By: Andrew Srulevitch, Director of European Affairs
Antisemitic and anti-LGBTQ rhetoric marred this week’s presidential election in Poland.
Incumbent President Andrzej Duda defeated Warsaw Mayor Rafal Trzaskowski, 51%-49%, for a second five-year term. While the presidency is supposed to be non-partisan, the contest clearly pitted the nationalist populist Law and Justice party, which supported Duda, against the pro-European liberal supporters of Trzaskowski. Duda was the early favorite, but the race tightened as election day neared. In response, Duda’s campaign turned negative, including the use of antisemitism and homophobia, supported by the state media.
Appeals to antisemitism referenced restitution claims and the international Jewish community, not the very small Jewish community in Poland. State TV ran claims – both as news and as commentary – that Trzaskowski would “sell out” Poland and take money from Polish families to pay “Jewish interests.” Duda himself disparaged the LGBTQ community, repeating at a campaign rally the comments of a Law and Justice MP, “LGBT are not people, they are an ideology.” He also referred to the campaign for LGBTQ rights as an “ideology” that was “more destructive” than Communism,” a hard-hitting judgment in a country that is deeply anti-Communist across the political spectrum.
OSCE election monitors noted that “the incumbent’s campaign and coverage by the public broadcaster were marked by homophobic, xenophobic and anti-Semitic rhetoric.” Duda seemed to acknowledge that he and his campaign had gone over the line, and said during his victory speech, “It was a very sharp campaign, probably too sharp at times.
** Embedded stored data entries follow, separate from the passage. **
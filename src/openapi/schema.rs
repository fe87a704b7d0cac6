//! Schema derivation from model descriptors.
//!
//! The mapping is total: every [`TypeKind`] produces a schema, and anything
//! the deriver does not recognise degrades to `type: string`.

use super::example::example_for;
use super::types::{Schema, SchemaKind};
use crate::model::{is_timestamp_name, TypeDescriptor, TypeKind};

/// Derive the object schema for a composite model.
///
/// Fields without a usable serialization tag are left out. Every included
/// field is required unless its tag carries `omitempty`.
#[must_use]
pub fn derive_schema(descriptor: &TypeDescriptor) -> Schema {
    let mut schema = Schema::object();
    for field in &descriptor.fields {
        let Some(wire_name) = field.wire_name() else {
            continue;
        };
        let mut field_schema = schema_for_kind(&field.kind);
        if let Some(example) = example_for(&wire_name, &field.kind) {
            field_schema.example = Some(example);
        }
        if !field.is_omittable() {
            schema.required.push(wire_name.clone());
        }
        schema.properties.insert(wire_name, field_schema);
    }
    schema
}

/// Schema for a single field kind.
#[must_use]
pub fn schema_for_kind(kind: &TypeKind) -> Schema {
    match kind {
        TypeKind::String | TypeKind::Unknown(_) => Schema::of(SchemaKind::String),
        TypeKind::Int {
            bits: 64,
            signed: false,
        } => Schema::formatted(SchemaKind::Integer, "int64"),
        TypeKind::Int { .. } => Schema::of(SchemaKind::Integer),
        TypeKind::Float => Schema::of(SchemaKind::Number),
        TypeKind::Bool => Schema::of(SchemaKind::Boolean),
        // element kinds are not introspected
        TypeKind::Sequence(_) => Schema::array_of(Schema::of(SchemaKind::String)),
        TypeKind::Timestamp => Schema::formatted(SchemaKind::String, "date-time"),
        TypeKind::Composite(inner) if is_timestamp_name(&inner.name) => {
            Schema::formatted(SchemaKind::String, "date-time")
        }
        TypeKind::Composite(inner) => derive_schema(inner),
    }
}

#[cfg(test)]
mod tests {
    use super::*;
    use crate::model::{Describe, FieldDescriptor, User};
    use serde_json::json;

    fn address() -> TypeDescriptor {
        TypeDescriptor::new("Address")
            .with_field(FieldDescriptor::tagged("Street", TypeKind::String, "street"))
            .with_field(FieldDescriptor::tagged("Zip", TypeKind::String, "zip,omitempty"))
    }

    #[test]
    fn test_field_inclusion_and_required() {
        let desc = TypeDescriptor::new("Profile")
            .with_field(FieldDescriptor::tagged("Handle", TypeKind::String, "handle"))
            .with_field(FieldDescriptor::tagged("Bio", TypeKind::String, "bio,omitempty"))
            .with_field(FieldDescriptor::tagged("Nickname", TypeKind::String, ",omitempty"))
            .with_field(FieldDescriptor::tagged("Password", TypeKind::String, "-"))
            .with_field(FieldDescriptor::new("cache", TypeKind::String));

        let schema = derive_schema(&desc);
        let keys: Vec<&str> = schema.properties.keys().map(String::as_str).collect();
        assert_eq!(keys, vec!["bio", "handle", "nickname"]);
        assert_eq!(schema.required, vec!["handle"]);
    }

    #[test]
    fn test_unsigned_64_gets_int64_format() {
        let s = schema_for_kind(&TypeKind::u64());
        assert_eq!(s.kind, Some(SchemaKind::Integer));
        assert_eq!(s.format.as_deref(), Some("int64"));

        for kind in [
            TypeKind::i64(),
            TypeKind::i32(),
            TypeKind::Int {
                bits: 32,
                signed: false,
            },
        ] {
            let s = schema_for_kind(&kind);
            assert_eq!(s.kind, Some(SchemaKind::Integer));
            assert_eq!(s.format, None, "{kind}");
        }
    }

    #[test]
    fn test_timestamps() {
        for kind in [
            TypeKind::Timestamp,
            TypeKind::Composite(TypeDescriptor::new("time.Time")),
            TypeKind::Composite(TypeDescriptor::new("DateTime<Utc>")),
        ] {
            let s = schema_for_kind(&kind);
            assert_eq!(s.kind, Some(SchemaKind::String));
            assert_eq!(s.format.as_deref(), Some("date-time"));
            assert!(s.properties.is_empty());
        }
    }

    #[test]
    fn test_primitive_fallbacks() {
        assert_eq!(schema_for_kind(&TypeKind::Float).kind, Some(SchemaKind::Number));
        assert_eq!(schema_for_kind(&TypeKind::Bool).kind, Some(SchemaKind::Boolean));
        assert_eq!(
            schema_for_kind(&TypeKind::Unknown("chan int".into())).kind,
            Some(SchemaKind::String)
        );
    }

    #[test]
    fn test_sequence_items_are_string_placeholder() {
        let s = schema_for_kind(&TypeKind::seq(TypeKind::u64()));
        assert_eq!(s.kind, Some(SchemaKind::Array));
        assert_eq!(
            s.items.as_deref().and_then(|i| i.kind),
            Some(SchemaKind::String)
        );
    }

    #[test]
    fn test_nested_composite_is_inlined() {
        let desc = TypeDescriptor::new("Customer").with_field(FieldDescriptor::tagged(
            "Address",
            TypeKind::Composite(address()),
            "address",
        ));
        let schema = derive_schema(&desc);
        let nested = &schema.properties["address"];
        assert_eq!(nested.kind, Some(SchemaKind::Object));
        assert_eq!(nested.required, vec!["street"]);
        assert_eq!(nested.example, None);
        assert_eq!(
            nested.properties["street"].example,
            Some(json!("example string"))
        );
    }

    #[test]
    fn test_user_schema() {
        let schema = derive_schema(&User::describe());
        let v = serde_json::to_value(&schema).unwrap();
        assert_eq!(v["type"], "object");
        assert_eq!(v["properties"]["id"], json!({"type": "integer", "format": "int64", "example": 1}));
        assert_eq!(v["properties"]["name"]["example"], "John Doe");
        assert_eq!(v["properties"]["created_at"]["format"], "date-time");
        assert_eq!(
            v["required"],
            json!(["id", "name", "email", "created_at", "updated_at"])
        );
    }
}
If anyone is offended by my words, please forgive me. And give me the chance to improve in the next five years.”
Two opposing interpretations can be made. Populism, aided by antisemitism and anti-LGBTQ rhetoric, prevailed. Other incumbent nationalist populist governments may conclude that they should double down on illiberalism during electoral campaigns. Adam Michnik, Poland’s foremost liberal commentator, said, “Andrzej Duda’s victory will be understood by his voters, and first of all by those in power, as a permission for the kind of politics that Law and Justice has been pursuing for almost five years, and that is a policy of the destruction of the democratic system, of isolating Poland in Europe, of homophobia, of xenophobia, nationalism and of using the Catholic Church as a tool. I would not even rule out a situation in which, if this policy is continued and we see an attempt on the free media, culture and science, there could be another Maidan,” (referring to the violent pro-Europe protests in Ukraine in 2014.)
Alternatively, Trzaskowski’s surprisingly strong challenge with a liberal program could be interpreted by those same governments as a cautionary signal. Turnout was at a near-record high of 68%, which analysts ascribed to mobilization for Trzaskowski, mostly in urban areas. That historic turnout was achieved despite the context of COVID-19, including the first election date being postponed due to the pandemic.